Your goal = Below are some records; write them all out again exactly.

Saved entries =
******************************

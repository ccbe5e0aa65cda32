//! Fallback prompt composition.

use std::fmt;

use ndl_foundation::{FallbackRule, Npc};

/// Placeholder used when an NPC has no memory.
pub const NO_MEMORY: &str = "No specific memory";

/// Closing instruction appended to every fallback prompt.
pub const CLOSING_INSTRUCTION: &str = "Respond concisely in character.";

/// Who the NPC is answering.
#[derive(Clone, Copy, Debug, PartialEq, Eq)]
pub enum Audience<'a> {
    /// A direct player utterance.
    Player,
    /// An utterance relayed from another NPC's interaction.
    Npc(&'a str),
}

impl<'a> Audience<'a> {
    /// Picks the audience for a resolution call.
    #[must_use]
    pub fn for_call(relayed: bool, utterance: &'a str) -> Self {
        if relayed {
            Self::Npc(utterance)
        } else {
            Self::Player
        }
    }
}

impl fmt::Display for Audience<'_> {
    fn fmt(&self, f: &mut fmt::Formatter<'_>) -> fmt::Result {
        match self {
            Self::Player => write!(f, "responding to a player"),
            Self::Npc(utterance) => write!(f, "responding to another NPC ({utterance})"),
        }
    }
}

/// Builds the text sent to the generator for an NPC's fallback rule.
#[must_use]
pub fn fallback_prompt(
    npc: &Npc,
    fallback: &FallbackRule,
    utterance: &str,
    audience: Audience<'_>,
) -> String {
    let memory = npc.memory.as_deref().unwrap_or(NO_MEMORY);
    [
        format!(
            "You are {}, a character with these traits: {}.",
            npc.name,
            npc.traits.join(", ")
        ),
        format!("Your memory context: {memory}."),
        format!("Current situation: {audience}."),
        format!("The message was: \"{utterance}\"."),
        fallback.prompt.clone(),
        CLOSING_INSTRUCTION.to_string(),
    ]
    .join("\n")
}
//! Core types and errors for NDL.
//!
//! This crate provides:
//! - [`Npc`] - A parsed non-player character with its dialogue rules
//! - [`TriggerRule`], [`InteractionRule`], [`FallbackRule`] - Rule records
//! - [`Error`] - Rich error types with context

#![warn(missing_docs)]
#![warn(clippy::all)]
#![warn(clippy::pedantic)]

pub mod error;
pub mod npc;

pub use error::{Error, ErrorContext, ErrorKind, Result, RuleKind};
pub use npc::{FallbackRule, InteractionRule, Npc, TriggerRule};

******************************

Problem solution =
repository ccbe5e0aa65cda32
//! Fallback prompt composition.

use std::fmt;

use ndl_foundation::{FallbackRule, Npc};

/// Placeholder used when an NPC has no memory.
pub const NO_MEMORY: &str = "No specific memory";

/// Closing instruction appended to every fallback prompt.
pub const CLOSING_INSTRUCTION: &str = "Respond concisely in character.";

/// Who the NPC is answering.
#[derive(Clone, Copy, Debug, PartialEq, Eq)]
pub enum Audience<'a> {
    /// A direct player utterance.
    Player,
    /// An utterance relayed from another NPC's interaction.
    Npc(&'a str),
}

impl<'a> Audience<'a> {
    /// Picks the audience for a resolution call.
    #[must_use]
    pub fn for_call(relayed: bool, utterance: &'a str) -> Self {
        if relayed {
            Self::Npc(utterance)
        } else {
            Self::Player
        }
    }
}

impl fmt::Display for Audience<'_> {
    fn fmt(&self, f: &mut fmt::Formatter<'_>) -> fmt::Result {
        match self {
            Self::Player => write!(f, "responding to a player"),
            Self::Npc(utterance) => write!(f, "responding to another NPC ({utterance})"),
        }
    }
}

/// Builds the text sent to the generator for an NPC's fallback rule.
#[must_use]
pub fn fallback_prompt(
    npc: &Npc,
    fallback: &FallbackRule,
    utterance: &str,
    audience: Audience<'_>,
) -> String {
    let memory = npc.memory.as_deref().unwrap_or(NO_MEMORY);
    [
        format!(
            "You are {}, a character with these traits: {}.",
            npc.name,
            npc.traits.join(", ")
        ),
        format!("Your memory context: {memory}."),
        format!("Current situation: {audience}."),
        format!("The message was: \"{utterance}\"."),
        fallback.prompt.clone(),
        CLOSING_INSTRUCTION.to_string(),
    ]
    .join("\n")
}
//! Core types and errors for NDL.
//!
//! This crate provides:
//! - [`Npc`] - A parsed non-player character with its dialogue rules
//! - [`TriggerRule`], [`InteractionRule`], [`FallbackRule`] - Rule records
//! - [`Error`] - Rich error types with context

#![warn(missing_docs)]
#![warn(clippy::all)]
#![warn(clippy::pedantic)]

pub mod error;
pub mod npc;

pub use error::{Error, ErrorContext, ErrorKind, Result, RuleKind};
pub use npc::{FallbackRule, InteractionRule, Npc, TriggerRule};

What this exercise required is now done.